Il su e giù dei dazi trumpiani: sembra follia, ma è una lucida fregatura
Certo, anche a noi persone comuni piacerebbe sapere dove sta andando il mondo, tra guerre, dazi e crisi climatica. Anzi, dovremmo saperlo, visto che il mondo lo abitiamo e siamo noi a pagare le conseguenze dI quel che combinano i nostri governanti; e visto che i governanti dobbiamo – o dovremmo – eleggerli noi, possibilmente con cognizione di causa.
Per esempio, non è facile capire la politica del presidente USA sui dazi, e soprattutto che conseguenze avrà e cosa si deve fare per evitare troppi danni.
La versione ufficiale è che Trump voglia riequilibrare la bilancia commerciale degli USA, danneggiati a suo dire dai dazi messi dall’Europa e dagli altri Paesi del mondo, comprese alcune isole disabitate. Ma questa motivazione è palesemente falsa. L’Europa, infatti, esige dazi pari in media al 3% sulle merci americane, e li ha messi con l’autorizzazione del WTO per compensare alcune misure protezionistiche del governo USA a favore dell’industria aeronautica americana. Quanto alle isole disabitate, i dazi, è difficile che possano metterli. Niente a che vedere con la cifra del 39% sbandierata da Trump riguardo all’Europa; e, per quanto scemo si possa – erroneamente – considerarlo, non puo certo fare un errore così marchiano.
Ma come capire, allora, come stanno davvero le cose? E perché Trump mente in modo così plateale?
Poiché Trump, per nostra fortuna, parla molto, qualche ragione più vera si può desumere dalle sue stesse parole.
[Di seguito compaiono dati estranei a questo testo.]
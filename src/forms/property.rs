use crate::api::{CreatePropertyRequest, Property, UpdatePropertyRequest};
use crate::filters::{ListingType, PropertyType, ALL};
use crate::forms::validation::invalid;
use crate::forms::FormData;
use regex::Regex;
use std::sync::OnceLock;
use validator::{Validate, ValidationError};

/// Fields of the create and edit forms.
#[derive(Debug, Clone, Default, PartialEq, Validate)]
pub struct PropertyForm {
    #[validate(length(min = 1, message = "Title is required"))]
    pub title: String,
    #[validate(length(min = 1, message = "Description is required"))]
    pub description: String,
    #[validate(custom(function = "validate_price"))]
    pub price: String,
    #[validate(length(min = 1, message = "Location is required"))]
    pub location: String,
    pub district: String,
    pub neighborhood: String,
    #[validate(custom(function = "validate_listing_type"))]
    pub listing_type: String,
    #[validate(custom(function = "validate_property_type"))]
    pub property_type: String,
}

impl PropertyForm {
    pub fn from_form(form: &FormData) -> Self {
        Self {
            title: form.value("title"),
            description: form.value("description"),
            price: form.value("price"),
            location: form.value("location"),
            district: form.value("district"),
            neighborhood: form.value("neighborhood"),
            listing_type: form.value("type"),
            property_type: form.value("propertyType"),
        }
    }

    /// Pre-fill the edit form.
    pub fn from_property(property: &Property) -> Self {
        Self {
            title: property.title.clone().unwrap_or_default(),
            description: property.description.clone().unwrap_or_default(),
            price: property.price.map(|p| p.to_string()).unwrap_or_default(),
            location: property.location.clone().unwrap_or_default(),
            district: property.district.clone().unwrap_or_default(),
            neighborhood: property.neighborhood.clone().unwrap_or_default(),
            listing_type: property.listing_type.clone().unwrap_or_default(),
            property_type: property.property_type.clone().unwrap_or_default(),
        }
    }

    /// Payload for `POST /properties`. Photos are filled in once the upload
    /// (if any) has finished. Call only after the form validated.
    pub fn to_create_request(&self) -> CreatePropertyRequest {
        CreatePropertyRequest {
            title: self.title.clone(),
            description: self.description.clone(),
            price: self.price.parse().unwrap_or_default(),
            location: self.location.clone(),
            district: optional(&self.district),
            neighborhood: optional(&self.neighborhood),
            listing_type: optional(&self.listing_type),
            property_type: optional(&self.property_type),
            photos: Vec::new(),
        }
    }

    pub fn to_update_request(&self) -> UpdatePropertyRequest {
        UpdatePropertyRequest {
            title: Some(self.title.clone()),
            description: Some(self.description.clone()),
            price: self.price.parse().ok(),
            location: Some(self.location.clone()),
            district: optional(&self.district),
            neighborhood: optional(&self.neighborhood),
            listing_type: optional(&self.listing_type),
            property_type: optional(&self.property_type),
        }
    }
}

fn optional(value: &str) -> Option<String> {
    let value = value.trim();
    (!value.is_empty() && value != ALL).then(|| value.to_string())
}

fn price_pattern() -> &'static Regex {
    static PRICE: OnceLock<Regex> = OnceLock::new();
    PRICE.get_or_init(|| Regex::new(r"^\d+(\.\d{1,2})?$").expect("price pattern compiles"))
}

fn validate_price(value: &str) -> Result<(), ValidationError> {
    if price_pattern().is_match(value) {
        Ok(())
    } else {
        Err(invalid("price", "Enter a valid price"))
    }
}

// A listing is either for rent or for sale; `all` only makes sense as a filter.
fn validate_listing_type(value: &str) -> Result<(), ValidationError> {
    match value.parse::<ListingType>() {
        _ if value.is_empty() => Ok(()),
        Ok(t) if t != ListingType::All => Ok(()),
        _ => Err(invalid("listing_type", "Choose rental or sale")),
    }
}

fn validate_property_type(value: &str) -> Result<(), ValidationError> {
    match value.parse::<PropertyType>() {
        _ if value.is_empty() => Ok(()),
        Ok(t) if t != PropertyType::All => Ok(()),
        _ => Err(invalid("property_type", "Choose apartment, villa or land")),
    }
}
Per esempio, recentemente ha affermato: “incassiamo 2 miliardi al giorno, presto saremo ricchi”; poi ha detto, più o meno, che tutti “mi baciano il culo” per trattare sui dazi e che adesso è il “nostro turno di fregarli”. Queste parole spiegano abbastanza bene che l’intento è duplice: da una parte fare cassa, dall’altra affermare un dominio non solo economico, ma anche politico sul mondo. D’altronde, diversi analisti economici sostengono che il problema di Trump è come ridurre il crescente debito USA senza, però, aumentare le tasse o instaurare un regime di austerity. Il progetto sembra esser quello di far pagare il debito americano al resto del mondo. Ora, non ci vuol molto a capire che il resto del mondo si impoverirenbe per pagarlo, mentre l’economia americana farebbe, o almeno lui spera, un balzo in avanti. O forse no, perché i dazi li pagano anche i consumatori americani. Alcuni analisti si spingono a dire che l’obiettivo a più lungo termine è di ottenere una recessione economica mondiale: impoverire tutti per recuperare il primato americano, che si temeva in caduta.
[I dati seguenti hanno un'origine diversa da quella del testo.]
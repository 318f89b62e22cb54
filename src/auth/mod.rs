pub mod guard;
pub mod session;

pub use guard::{Access, LOGIN_PATH};
pub use session::{CookieJar, SessionStore, TokenStorage};
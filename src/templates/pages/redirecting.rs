use maud::{html, Markup, DOCTYPE};

/// Body of the guard's redirect, shown by browsers that don't follow it
/// straight away.
pub fn redirecting_page() -> Markup {
    html! {
        (DOCTYPE)
        html lang="en" {
            head {
                meta charset="utf-8";
                meta http-equiv="refresh" content="0; url=/auth/login";
                title { "Redirecting" }
            }
            body {
                p { "Redirecting to sign in…" }
            }
        }
    }
}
In altre parole, il piano di Trump sarebbe di far grande di nuovo l’America, ma a spese nostre. Nella migliore delle ipotesi, è come se volesse far pagare a noi le tasse che non vuol far pagare agli americani, con l’ulteriore differenza che queste tasse improprie sarebbero inversamente proporzionali alla ricchezza: si sa bene, infatti, che le crisi economiche le pagano soprattutto i più poveri.
Nella peggiore, si tratterebbe di una recessione profonda, da cui usciremmo in tempi lunghi, ma con una perdita di autonomia.
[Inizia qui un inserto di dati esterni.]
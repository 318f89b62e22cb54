// filters/form.rs
use crate::api::FilterLookupData;
use crate::filters::criteria::{
    parse_price, FilterCriteria, ListingType, PropertyType, ALL, DEFAULT_CITY, DISTRICT,
    LISTING_TYPE, MAX_PRICE, MIN_PRICE, NEIGHBORHOOD, PROPERTY_TYPE,
};
use crate::forms::validation::invalid;
use crate::forms::{check, FieldErrors, FormData};
use validator::{Validate, ValidationError};

/// What the filter (and landing-page search) form displays. Values are kept
/// as the raw strings the inputs hold so a rejected submission re-renders
/// exactly what the user typed.
#[derive(Debug, Clone, PartialEq, Validate)]
pub struct FilterForm {
    pub city: String,
    pub district: String,
    pub neighborhood: String,
    #[validate(custom(function = "validate_listing_type"))]
    pub listing_type: String,
    #[validate(custom(function = "validate_property_type"))]
    pub property_type: String,
    #[validate(custom(function = "validate_price_bound"))]
    pub min_price: String,
    #[validate(custom(function = "validate_price_bound"))]
    pub max_price: String,
}

impl Default for FilterForm {
    fn default() -> Self {
        Self {
            city: DEFAULT_CITY.to_string(),
            district: ALL.to_string(),
            neighborhood: ALL.to_string(),
            listing_type: ALL.to_string(),
            property_type: ALL.to_string(),
            min_price: String::new(),
            max_price: String::new(),
        }
    }
}

impl FilterForm {
    /// Re-initialise from the listing URL. Anything the query does not carry
    /// falls back to its default, so the form never shows stale criteria.
    pub fn from_query(query: &str) -> Self {
        Self::from_criteria(&FilterCriteria::from_query(query))
    }

    pub fn from_criteria(criteria: &FilterCriteria) -> Self {
        let defaults = Self::default();
        Self {
            city: criteria.city.clone().unwrap_or(defaults.city),
            district: criteria.district.clone().unwrap_or(defaults.district),
            neighborhood: criteria.neighborhood.clone().unwrap_or(defaults.neighborhood),
            listing_type: criteria.listing_type.as_str().to_string(),
            property_type: criteria.property_type.as_str().to_string(),
            min_price: criteria.min_price.map(|p| p.to_string()).unwrap_or_default(),
            max_price: criteria.max_price.map(|p| p.to_string()).unwrap_or_default(),
        }
    }

    /// Read a submitted form. Missing selects read as `all`; the city input
    /// is read-only in the browser, so it is pinned here too.
    pub fn from_form(form: &FormData) -> Self {
        let select = |name: &str| {
            form.get(name)
                .filter(|v| !v.is_empty())
                .unwrap_or(ALL)
                .to_string()
        };

        Self {
            city: DEFAULT_CITY.to_string(),
            district: select(DISTRICT),
            neighborhood: select(NEIGHBORHOOD),
            listing_type: select(LISTING_TYPE),
            property_type: select(PROPERTY_TYPE),
            min_price: form.value(MIN_PRICE),
            max_price: form.value(MAX_PRICE),
        }
    }

    /// District changed: any previously chosen neighborhood may not belong
    /// to the new one, so it goes back to `all`.
    pub fn select_district(&mut self, district: &str) {
        let district = district.trim();
        self.district = if district.is_empty() {
            ALL.to_string()
        } else {
            district.to_string()
        };
        self.neighborhood = ALL.to_string();
    }

    /// Neighborhoods the user may pick for the current district.
    pub fn available_neighborhoods<'a>(&self, lookup: &'a FilterLookupData) -> &'a [String] {
        if self.district == ALL {
            return &[];
        }
        lookup.neighborhoods_of(&self.district)
    }

    pub fn to_criteria(&self) -> Result<FilterCriteria, FieldErrors> {
        check(self)?;

        let criteria = FilterCriteria {
            city: Some(self.city.clone()),
            district: Some(self.district.clone()),
            neighborhood: Some(self.neighborhood.clone()),
            listing_type: self.listing_type.parse().unwrap_or_default(),
            property_type: self.property_type.parse().unwrap_or_default(),
            min_price: parse_price(&self.min_price),
            max_price: parse_price(&self.max_price),
        };
        Ok(criteria.normalized())
    }

    /// Where a submit navigates: the listing route with exactly these
    /// criteria, replacing the previous ones.
    pub fn submit_location(&self) -> Result<String, FieldErrors> {
        Ok(self.to_criteria()?.listing_location())
    }
}

fn validate_listing_type(value: &str) -> Result<(), ValidationError> {
    value
        .parse::<ListingType>()
        .map(|_| ())
        .map_err(|_| invalid("listing_type", "Choose a listing type from the list"))
}

fn validate_property_type(value: &str) -> Result<(), ValidationError> {
    value
        .parse::<PropertyType>()
        .map(|_| ())
        .map_err(|_| invalid("property_type", "Choose a property type from the list"))
}

fn validate_price_bound(value: &str) -> Result<(), ValidationError> {
    if value.trim().is_empty() || parse_price(value).is_some() {
        Ok(())
    } else {
        Err(invalid("price", "Enter a non-negative number"))
    }
}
Ed ecco perché è costretto a mentire: mai e poi mai potrebbe esplicitare le sue intenzioni.
Per finire, l’alternanza un po’ ciclotimica delle dichiarazioni sui dazi (li metto, li tolgo, li aumento, li rinvio) fa andare su e giu le borse, come raramente era accaduto finora. Con salti pari a migliaia di miliardi, che rischiano di mandare qualcuno a gambe all’aria, mentre altri possono fare grandi guadagni sulle oscillazioni; ma che, comunque, alterano impropriamente i mercati e pongono un’inevitabile domanda: ma lui sarà rimasto a guardare? Infatti l’invito su X da parte del tycoon a comprare azioni, ha sollevato un’accusa di insider trading a suo carico. A questo si aggiungono le frasi, filmate durante un incontro nello studio ovale, con cui indicava alcuni imprenditori che avevano appena realizzato guadagni milionari o miliardari.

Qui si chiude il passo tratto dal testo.